Start of Exercise data

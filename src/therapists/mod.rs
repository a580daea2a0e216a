//! Therapist directory
//!
//! Professional profiles, verification by admins, search and weekly
//! availability slots used by appointment booking.

pub mod directory;
pub mod types;

pub use directory::TherapistDirectory;
pub use types::*;
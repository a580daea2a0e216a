use std::sync::Arc;

use sqlx::SqlitePool;
use tracing::info;

use super::types::*;
use crate::config::AppConfig;
use crate::crisis::{CrisisService, CrisisSource};
use crate::database::models::{ActivityLog, JournalEntry, WellnessActivity};
use crate::database::{new_id, now};
use crate::error::AppError;
use crate::gamification::GamificationService;
use crate::validation::{max_length, require_optional_range, require_range, require_text};

const POPULAR_LIMIT: i64 = 4;

/// Guided wellness activities and the private journal.
pub struct WellnessService {
    pool: SqlitePool,
    config: Arc<AppConfig>,
}

impl WellnessService {
    pub fn new(pool: SqlitePool, config: Arc<AppConfig>) -> Self {
        Self { pool, config }
    }

    pub async fn list_activities(&self, activity_type: Option<&str>) -> Result<Vec<WellnessActivity>, AppError> {
        let activity_type = match activity_type.filter(|t| !t.is_empty()) {
            Some(t) => Some(
                ActivityType::from_str(t)
                    .ok_or_else(|| AppError::validation(format!("Unknown activity type: {}", t)))?
                    .as_str(),
            ),
            None => None,
        };

        let activities = sqlx::query_as::<_, WellnessActivity>(
            r#"
            SELECT * FROM wellness_activities
            WHERE is_active = 1 AND (? IS NULL OR activity_type = ?)
            ORDER BY title ASC
            "#,
        )
        .bind(activity_type)
        .bind(activity_type)
        .fetch_all(&self.pool)
        .await?;
        Ok(activities)
    }

    /// Most completed active activities.
    pub async fn popular_activities(&self) -> Result<Vec<WellnessActivity>, AppError> {
        let activities = sqlx::query_as::<_, WellnessActivity>(
            r#"
            SELECT a.* FROM wellness_activities a
            LEFT JOIN user_activity_logs l ON l.activity_id = a.id AND l.completed = 1
            WHERE a.is_active = 1
            GROUP BY a.id
            ORDER BY COUNT(l.id) DESC, a.title ASC
            LIMIT ?
            "#,
        )
        .bind(POPULAR_LIMIT)
        .fetch_all(&self.pool)
        .await?;
        Ok(activities)
    }

    pub async fn get_activity(&self, activity_id: &str) -> Result<WellnessActivity, AppError> {
        sqlx::query_as::<_, WellnessActivity>("SELECT * FROM wellness_activities WHERE id = ? AND is_active = 1")
            .bind(activity_id)
            .fetch_optional(&self.pool)
            .await?
            .ok_or_else(|| AppError::not_found("Activity"))
    }

    pub async fn complete_activity(
        &self,
        user_id: &str,
        activity_id: &str,
        input: CompleteActivity,
    ) -> Result<CompletedActivity, AppError> {
        let activity = self.get_activity(activity_id).await?;
        require_range("Duration", input.duration_minutes, 1, 600)?;
        require_range("Mood before", input.mood_before, 1, 10)?;
        require_range("Mood after", input.mood_after, 1, 10)?;
        max_length("Notes", &input.notes, 2000)?;

        let id = new_id();
        let completed_at = now();
        sqlx::query(
            r#"
            INSERT INTO user_activity_logs
            (id, user_id, activity_id, completed, duration_minutes, mood_before, mood_after, notes, was_helpful, completed_at)
            VALUES (?, ?, ?, 1, ?, ?, ?, ?, ?, ?)
            "#,
        )
        .bind(&id)
        .bind(user_id)
        .bind(&activity.id)
        .bind(input.duration_minutes)
        .bind(input.mood_before)
        .bind(input.mood_after)
        .bind(input.notes.trim())
        .bind(input.was_helpful)
        .bind(completed_at)
        .execute(&self.pool)
        .await?;

        let gamification = GamificationService::new(self.pool.clone(), self.config.clone());
        let streak = gamification
            .record_activity_day(user_id, completed_at.date_naive())
            .await?;
        gamification
            .award_points(user_id, self.config.gamification.points_per_activity_completion)
            .await?;
        let new_achievements = gamification.evaluate(user_id).await?;

        info!("User {} completed activity {}", user_id, activity.id);
        let log = sqlx::query_as::<_, ActivityLog>("SELECT * FROM user_activity_logs WHERE id = ?")
            .bind(&id)
            .fetch_one(&self.pool)
            .await?;
        Ok(CompletedActivity {
            log,
            streak,
            new_achievements,
        })
    }

    pub async fn activity_history(&self, user_id: &str, limit: i64) -> Result<Vec<ActivityLog>, AppError> {
        let logs = sqlx::query_as::<_, ActivityLog>(
            "SELECT * FROM user_activity_logs WHERE user_id = ? ORDER BY completed_at DESC LIMIT ?",
        )
        .bind(user_id)
        .bind(limit)
        .fetch_all(&self.pool)
        .await?;
        Ok(logs)
    }

    pub async fn create_journal_entry(&self, user_id: &str, input: JournalInput) -> Result<SavedJournalEntry, AppError> {
        let content = require_text("Content", &input.content, 20_000)?;
        let title = input.title.trim();
        max_length("Title", title, 300)?;
        max_length("Prompt", &input.prompt_used, 500)?;
        require_optional_range("Mood score", input.mood_score, 1, 10)?;

        let id = new_id();
        sqlx::query(
            r#"
            INSERT INTO journal_entries (id, user_id, title, content, prompt_used, is_private, mood_score, created_at)
            VALUES (?, ?, ?, ?, ?, ?, ?, ?)
            "#,
        )
        .bind(&id)
        .bind(user_id)
        .bind(title)
        .bind(&content)
        .bind(input.prompt_used.trim())
        .bind(input.is_private)
        .bind(input.mood_score)
        .bind(now())
        .execute(&self.pool)
        .await?;

        let crisis = CrisisService::new(self.pool.clone(), self.config.clone())
            .scan_and_raise(user_id, CrisisSource::Journal, &content)
            .await?;
        let new_achievements = GamificationService::new(self.pool.clone(), self.config.clone())
            .evaluate(user_id)
            .await?;

        let entry = sqlx::query_as::<_, JournalEntry>("SELECT * FROM journal_entries WHERE id = ?")
            .bind(&id)
            .fetch_one(&self.pool)
            .await?;
        Ok(SavedJournalEntry {
            entry,
            new_achievements,
            crisis_detected: crisis.is_some(),
        })
    }

    pub async fn list_journal_entries(&self, user_id: &str) -> Result<Vec<JournalEntry>, AppError> {
        let entries = sqlx::query_as::<_, JournalEntry>(
            "SELECT * FROM journal_entries WHERE user_id = ? ORDER BY created_at DESC",
        )
        .bind(user_id)
        .fetch_all(&self.pool)
        .await?;
        Ok(entries)
    }

    pub async fn delete_journal_entry(&self, user_id: &str, entry_id: &str) -> Result<(), AppError> {
        let result = sqlx::query("DELETE FROM journal_entries WHERE id = ? AND user_id = ?")
            .bind(entry_id)
            .bind(user_id)
            .execute(&self.pool)
            .await?;
        if result.rows_affected() == 0 {
            return Err(AppError::not_found("Journal entry"));
        }
        Ok(())
    }
}
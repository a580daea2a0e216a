use axum::async_trait;
use axum::extract::FromRequestParts;
use axum::http::{header, request::Parts, HeaderMap};

use crate::accounts::UserType;
use crate::auth::SessionStore;
use crate::database::models::User;
use crate::error::AppError;
use crate::state::AppState;

/// The signed-in caller, resolved from `Authorization: Bearer <token>`.
#[derive(Debug, Clone)]
pub struct AuthUser {
    pub user: User,
    pub token: String,
}

impl AuthUser {
    pub fn id(&self) -> &str {
        &self.user.id
    }

    pub fn user_type(&self) -> Option<UserType> {
        UserType::from_str(&self.user.user_type)
    }

    pub fn is_staff(&self) -> bool {
        self.user_type().map(|t| t.is_staff()).unwrap_or(false)
    }

    pub fn is_admin(&self) -> bool {
        self.user_type() == Some(UserType::Admin)
    }

    pub fn require_staff(&self) -> Result<(), AppError> {
        if self.is_staff() {
            Ok(())
        } else {
            Err(AppError::forbidden("Moderator or admin role required"))
        }
    }

    pub fn require_admin(&self) -> Result<(), AppError> {
        if self.is_admin() {
            Ok(())
        } else {
            Err(AppError::forbidden("Admin role required"))
        }
    }

    pub fn require_therapist(&self) -> Result<(), AppError> {
        if self.user_type() == Some(UserType::Therapist) {
            Ok(())
        } else {
            Err(AppError::forbidden("Therapist account required"))
        }
    }
}

pub fn bearer_token(headers: &HeaderMap) -> Option<&str> {
    headers
        .get(header::AUTHORIZATION)
        .and_then(|value| value.to_str().ok())
        .and_then(|value| value.strip_prefix("Bearer "))
        .map(str::trim)
        .filter(|token| !token.is_empty())
}

#[async_trait]
impl FromRequestParts<AppState> for AuthUser {
    type Rejection = AppError;

    async fn from_request_parts(parts: &mut Parts, state: &AppState) -> Result<Self, Self::Rejection> {
        let token = bearer_token(&parts.headers)
            .ok_or_else(|| AppError::Unauthorized("Authentication required".to_string()))?
            .to_string();

        let store = SessionStore::new(state.db.pool().clone(), state.config.auth.session_ttl_secs);
        let user = store.resolve(&token).await?;

        Ok(AuthUser { user, token })
    }
}

#[cfg(test)]
mod tests {
    use super::*;
    use axum::http::HeaderValue;

    #[test]
    fn parses_bearer_header() {
        let mut headers = HeaderMap::new();
        headers.insert(header::AUTHORIZATION, HeaderValue::from_static("Bearer abc123"));
        assert_eq!(bearer_token(&headers), Some("abc123"));
    }

    #[test]
    fn ignores_other_schemes() {
        let mut headers = HeaderMap::new();
        headers.insert(header::AUTHORIZATION, HeaderValue::from_static("Basic dXNlcjpwYXNz"));
        assert_eq!(bearer_token(&headers), None);

        headers.insert(header::AUTHORIZATION, HeaderValue::from_static("Bearer "));
        assert_eq!(bearer_token(&headers), None);
    }
}
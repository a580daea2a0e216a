//! Personalised recommendations
//!
//! Suggestions are drawn from fixed template pools chosen by the user's
//! recent mood average and expire after a week.

pub mod engine;
pub mod templates;

pub use engine::{GeneratedRecommendations, RecommendationEngine};
pub use templates::{MoodBand, RecommendationKind, Template};
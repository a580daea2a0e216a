use axum::{
    http::StatusCode,
    response::{IntoResponse, Json, Response},
};
use thiserror::Error;
use tracing::error;

impl From<serde_json::Error> for AppError {
    fn from(err: serde_json::Error) -> Self {
        Self::Internal(format!("JSON serialization error: {}", err))
    }
}

impl From<sqlx::Error> for AppError {
    fn from(err: sqlx::Error) -> Self {
        match &err {
            sqlx::Error::RowNotFound => Self::NotFound("Record not found".to_string()),
            sqlx::Error::Database(db_err) if db_err.is_unique_violation() => {
                Self::Conflict(format!("Duplicate record: {}", db_err.message()))
            }
            _ => Self::Database(err.to_string()),
        }
    }
}

impl From<sqlx::migrate::MigrateError> for AppError {
    fn from(err: sqlx::migrate::MigrateError) -> Self {
        Self::Database(format!("Migration error: {}", err))
    }
}

impl From<config::ConfigError> for AppError {
    fn from(err: config::ConfigError) -> Self {
        Self::Config(err.to_string())
    }
}

#[derive(Error, Debug)]
pub enum AppError {
    #[error("Configuration error: {0}")]
    Config(String),

    #[error("Database error: {0}")]
    Database(String),

    #[error("{0}")]
    Validation(String),

    #[error("{0}")]
    NotFound(String),

    #[error("{0}")]
    Conflict(String),

    #[error("{0}")]
    Unauthorized(String),

    #[error("{0}")]
    Forbidden(String),

    #[error("Internal error: {0}")]
    Internal(String),
}

pub type AppResult<T> = Result<T, AppError>;

impl AppError {
    pub fn validation(msg: impl Into<String>) -> Self {
        Self::Validation(msg.into())
    }

    pub fn not_found(what: &str) -> Self {
        Self::NotFound(format!("{} not found", what))
    }

    pub fn forbidden(msg: impl Into<String>) -> Self {
        Self::Forbidden(msg.into())
    }

    pub fn status(&self) -> StatusCode {
        match self {
            AppError::Validation(_) => StatusCode::BAD_REQUEST,
            AppError::NotFound(_) => StatusCode::NOT_FOUND,
            AppError::Conflict(_) => StatusCode::CONFLICT,
            AppError::Unauthorized(_) => StatusCode::UNAUTHORIZED,
            AppError::Forbidden(_) => StatusCode::FORBIDDEN,
            AppError::Config(_) | AppError::Database(_) | AppError::Internal(_) => {
                StatusCode::INTERNAL_SERVER_ERROR
            }
        }
    }
}

impl IntoResponse for AppError {
    fn into_response(self) -> Response {
        let status = self.status();
        let message = if status == StatusCode::INTERNAL_SERVER_ERROR {
            error!("Request failed: {}", self);
            "Internal server error".to_string()
        } else {
            self.to_string()
        };

        (status, Json(serde_json::json!({ "error": message }))).into_response()
    }
}

#[cfg(test)]
mod tests {
    use super::*;

    #[test]
    fn internal_errors_hide_details() {
        let response = AppError::Database("disk I/O error at /var/db".into()).into_response();
        assert_eq!(response.status(), StatusCode::INTERNAL_SERVER_ERROR);
    }

    #[test]
    fn row_not_found_maps_to_not_found() {
        let err: AppError = sqlx::Error::RowNotFound.into();
        assert_eq!(err.status(), StatusCode::NOT_FOUND);
    }

    #[test]
    fn database_errors_carry_one_prefix() {
        let err: AppError = sqlx::Error::PoolTimedOut.into();
        let text = err.to_string();
        assert!(text.starts_with("Database error: "));
        assert_eq!(text.matches("Database error").count(), 1);
    }

    #[test]
    fn validation_message_is_passed_through() {
        let err = AppError::validation("Passwords do not match");
        assert_eq!(err.to_string(), "Passwords do not match");
        assert_eq!(err.status(), StatusCode::BAD_REQUEST);
    }
}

End of Exercise data

__What is expected__
Up to and including the line that contains "use std::sync::Arc;", restate word for word every line of the entries, starting from the first.

__Reply to the task__
filename src/therapists/mod.rs
repository a580daea2a0e216a
//! Therapist directory
//!
//! Professional profiles, verification by admins, search and weekly
//! availability slots used by appointment booking.

pub mod directory;
pub mod types;

pub use directory::TherapistDirectory;
pub use types::*;
repository a580daea2a0e216a
use std::sync::Arc;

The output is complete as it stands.